(Beginning of DATASET RECORDS)

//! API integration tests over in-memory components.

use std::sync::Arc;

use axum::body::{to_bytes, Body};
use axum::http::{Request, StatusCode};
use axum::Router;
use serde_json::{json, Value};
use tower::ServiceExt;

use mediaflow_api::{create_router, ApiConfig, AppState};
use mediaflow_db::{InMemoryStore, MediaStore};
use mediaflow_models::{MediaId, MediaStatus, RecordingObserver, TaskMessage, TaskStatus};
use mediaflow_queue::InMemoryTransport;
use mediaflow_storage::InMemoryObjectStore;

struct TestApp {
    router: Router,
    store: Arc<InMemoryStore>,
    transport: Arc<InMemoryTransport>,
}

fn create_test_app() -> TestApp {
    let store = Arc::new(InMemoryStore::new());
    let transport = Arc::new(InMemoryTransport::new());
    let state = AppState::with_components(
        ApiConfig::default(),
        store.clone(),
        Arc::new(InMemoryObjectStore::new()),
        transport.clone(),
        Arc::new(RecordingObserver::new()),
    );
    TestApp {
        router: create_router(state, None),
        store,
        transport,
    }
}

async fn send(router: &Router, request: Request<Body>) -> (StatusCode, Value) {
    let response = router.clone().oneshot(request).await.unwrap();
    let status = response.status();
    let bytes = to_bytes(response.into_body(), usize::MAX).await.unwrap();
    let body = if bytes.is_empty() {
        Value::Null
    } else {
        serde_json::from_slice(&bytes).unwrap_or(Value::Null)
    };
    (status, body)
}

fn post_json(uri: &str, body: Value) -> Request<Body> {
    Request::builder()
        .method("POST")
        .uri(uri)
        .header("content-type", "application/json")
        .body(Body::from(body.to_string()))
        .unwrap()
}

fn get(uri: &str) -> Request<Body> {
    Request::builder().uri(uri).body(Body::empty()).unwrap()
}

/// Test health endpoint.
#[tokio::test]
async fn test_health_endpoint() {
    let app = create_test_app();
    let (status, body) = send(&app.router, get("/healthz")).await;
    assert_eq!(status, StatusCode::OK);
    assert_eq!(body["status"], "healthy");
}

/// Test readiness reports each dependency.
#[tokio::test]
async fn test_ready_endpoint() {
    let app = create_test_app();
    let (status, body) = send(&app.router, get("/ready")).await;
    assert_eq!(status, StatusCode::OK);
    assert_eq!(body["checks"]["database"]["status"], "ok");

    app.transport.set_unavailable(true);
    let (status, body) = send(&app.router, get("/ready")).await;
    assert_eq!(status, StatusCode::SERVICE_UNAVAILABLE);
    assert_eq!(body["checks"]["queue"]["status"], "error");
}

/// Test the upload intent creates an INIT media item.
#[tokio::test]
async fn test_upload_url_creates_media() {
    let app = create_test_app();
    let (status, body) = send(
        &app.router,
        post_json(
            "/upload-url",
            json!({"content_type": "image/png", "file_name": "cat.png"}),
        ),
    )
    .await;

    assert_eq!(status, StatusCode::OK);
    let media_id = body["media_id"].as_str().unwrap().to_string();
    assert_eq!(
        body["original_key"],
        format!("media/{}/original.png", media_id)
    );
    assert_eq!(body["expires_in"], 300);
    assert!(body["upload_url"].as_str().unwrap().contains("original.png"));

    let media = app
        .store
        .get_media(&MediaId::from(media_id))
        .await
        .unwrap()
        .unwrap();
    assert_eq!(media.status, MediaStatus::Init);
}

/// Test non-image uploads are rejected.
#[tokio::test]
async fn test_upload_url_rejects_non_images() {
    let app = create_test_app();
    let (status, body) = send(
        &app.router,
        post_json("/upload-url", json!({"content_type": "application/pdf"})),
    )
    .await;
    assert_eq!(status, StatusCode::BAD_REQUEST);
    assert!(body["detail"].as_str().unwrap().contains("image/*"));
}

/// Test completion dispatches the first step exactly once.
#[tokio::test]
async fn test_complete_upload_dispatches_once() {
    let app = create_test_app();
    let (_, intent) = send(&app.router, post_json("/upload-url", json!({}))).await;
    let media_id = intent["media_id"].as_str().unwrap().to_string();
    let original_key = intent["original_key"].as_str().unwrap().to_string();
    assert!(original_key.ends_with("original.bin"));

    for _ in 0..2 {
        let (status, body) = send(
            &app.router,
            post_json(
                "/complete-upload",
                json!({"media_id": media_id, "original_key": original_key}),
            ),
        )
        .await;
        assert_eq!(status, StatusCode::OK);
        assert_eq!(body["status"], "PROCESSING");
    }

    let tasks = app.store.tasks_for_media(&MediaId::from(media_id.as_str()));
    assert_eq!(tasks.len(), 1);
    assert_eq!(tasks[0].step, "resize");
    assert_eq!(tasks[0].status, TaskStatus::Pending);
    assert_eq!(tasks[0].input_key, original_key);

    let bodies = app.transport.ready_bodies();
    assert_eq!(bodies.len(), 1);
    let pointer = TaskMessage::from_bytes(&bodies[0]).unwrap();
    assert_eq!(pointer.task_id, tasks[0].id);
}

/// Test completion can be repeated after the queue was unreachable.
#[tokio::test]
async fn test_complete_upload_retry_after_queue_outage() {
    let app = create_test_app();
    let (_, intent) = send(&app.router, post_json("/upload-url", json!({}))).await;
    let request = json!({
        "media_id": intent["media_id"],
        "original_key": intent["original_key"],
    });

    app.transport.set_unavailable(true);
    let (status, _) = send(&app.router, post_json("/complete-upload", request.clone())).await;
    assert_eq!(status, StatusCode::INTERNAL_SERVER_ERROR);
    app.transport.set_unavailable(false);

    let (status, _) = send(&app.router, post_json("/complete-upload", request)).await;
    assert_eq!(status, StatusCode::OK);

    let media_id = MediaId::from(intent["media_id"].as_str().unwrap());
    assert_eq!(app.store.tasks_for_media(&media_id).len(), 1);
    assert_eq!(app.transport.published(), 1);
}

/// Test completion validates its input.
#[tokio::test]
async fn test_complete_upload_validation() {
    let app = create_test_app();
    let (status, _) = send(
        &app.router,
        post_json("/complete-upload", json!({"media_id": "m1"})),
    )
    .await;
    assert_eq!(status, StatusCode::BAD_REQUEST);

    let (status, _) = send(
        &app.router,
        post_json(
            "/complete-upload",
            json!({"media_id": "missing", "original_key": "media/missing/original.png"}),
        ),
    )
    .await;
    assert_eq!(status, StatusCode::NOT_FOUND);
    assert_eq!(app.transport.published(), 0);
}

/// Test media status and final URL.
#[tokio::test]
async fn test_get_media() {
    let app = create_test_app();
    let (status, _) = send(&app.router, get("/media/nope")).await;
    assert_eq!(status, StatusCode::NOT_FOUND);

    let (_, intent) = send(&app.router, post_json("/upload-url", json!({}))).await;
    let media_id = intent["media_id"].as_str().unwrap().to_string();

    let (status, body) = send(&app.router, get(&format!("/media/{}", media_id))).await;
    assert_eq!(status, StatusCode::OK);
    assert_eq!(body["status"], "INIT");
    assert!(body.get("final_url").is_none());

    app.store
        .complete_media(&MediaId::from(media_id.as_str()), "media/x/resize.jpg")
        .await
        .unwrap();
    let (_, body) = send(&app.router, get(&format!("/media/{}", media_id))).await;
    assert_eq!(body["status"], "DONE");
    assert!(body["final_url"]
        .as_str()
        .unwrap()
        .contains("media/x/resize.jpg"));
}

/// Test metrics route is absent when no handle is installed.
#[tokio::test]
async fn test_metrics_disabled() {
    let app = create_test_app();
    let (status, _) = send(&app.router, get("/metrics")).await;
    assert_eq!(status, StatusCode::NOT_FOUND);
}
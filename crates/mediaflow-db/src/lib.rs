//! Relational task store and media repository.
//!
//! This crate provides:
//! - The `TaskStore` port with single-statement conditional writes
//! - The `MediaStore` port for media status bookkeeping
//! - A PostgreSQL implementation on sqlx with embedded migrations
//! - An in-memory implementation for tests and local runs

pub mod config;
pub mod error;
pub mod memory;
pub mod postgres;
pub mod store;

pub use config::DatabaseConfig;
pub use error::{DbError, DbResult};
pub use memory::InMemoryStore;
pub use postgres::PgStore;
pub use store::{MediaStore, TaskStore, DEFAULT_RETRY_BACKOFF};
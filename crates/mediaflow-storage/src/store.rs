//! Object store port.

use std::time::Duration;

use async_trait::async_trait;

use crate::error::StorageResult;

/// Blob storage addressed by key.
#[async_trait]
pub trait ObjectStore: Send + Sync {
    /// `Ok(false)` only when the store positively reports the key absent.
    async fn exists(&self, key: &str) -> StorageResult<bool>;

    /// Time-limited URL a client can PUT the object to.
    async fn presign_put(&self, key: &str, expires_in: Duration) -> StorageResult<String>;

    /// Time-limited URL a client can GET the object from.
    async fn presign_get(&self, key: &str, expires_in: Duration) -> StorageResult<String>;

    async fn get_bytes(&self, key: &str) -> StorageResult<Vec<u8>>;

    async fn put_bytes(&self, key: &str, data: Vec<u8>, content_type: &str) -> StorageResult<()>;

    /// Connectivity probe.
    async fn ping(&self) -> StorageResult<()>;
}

(End of DATASET RECORDS)

EXERCISE GOAL.
The string "format" may appear in lines of the entries above. Say how many such lines there are, as a number only.

EXERCISE SOLUTION.
3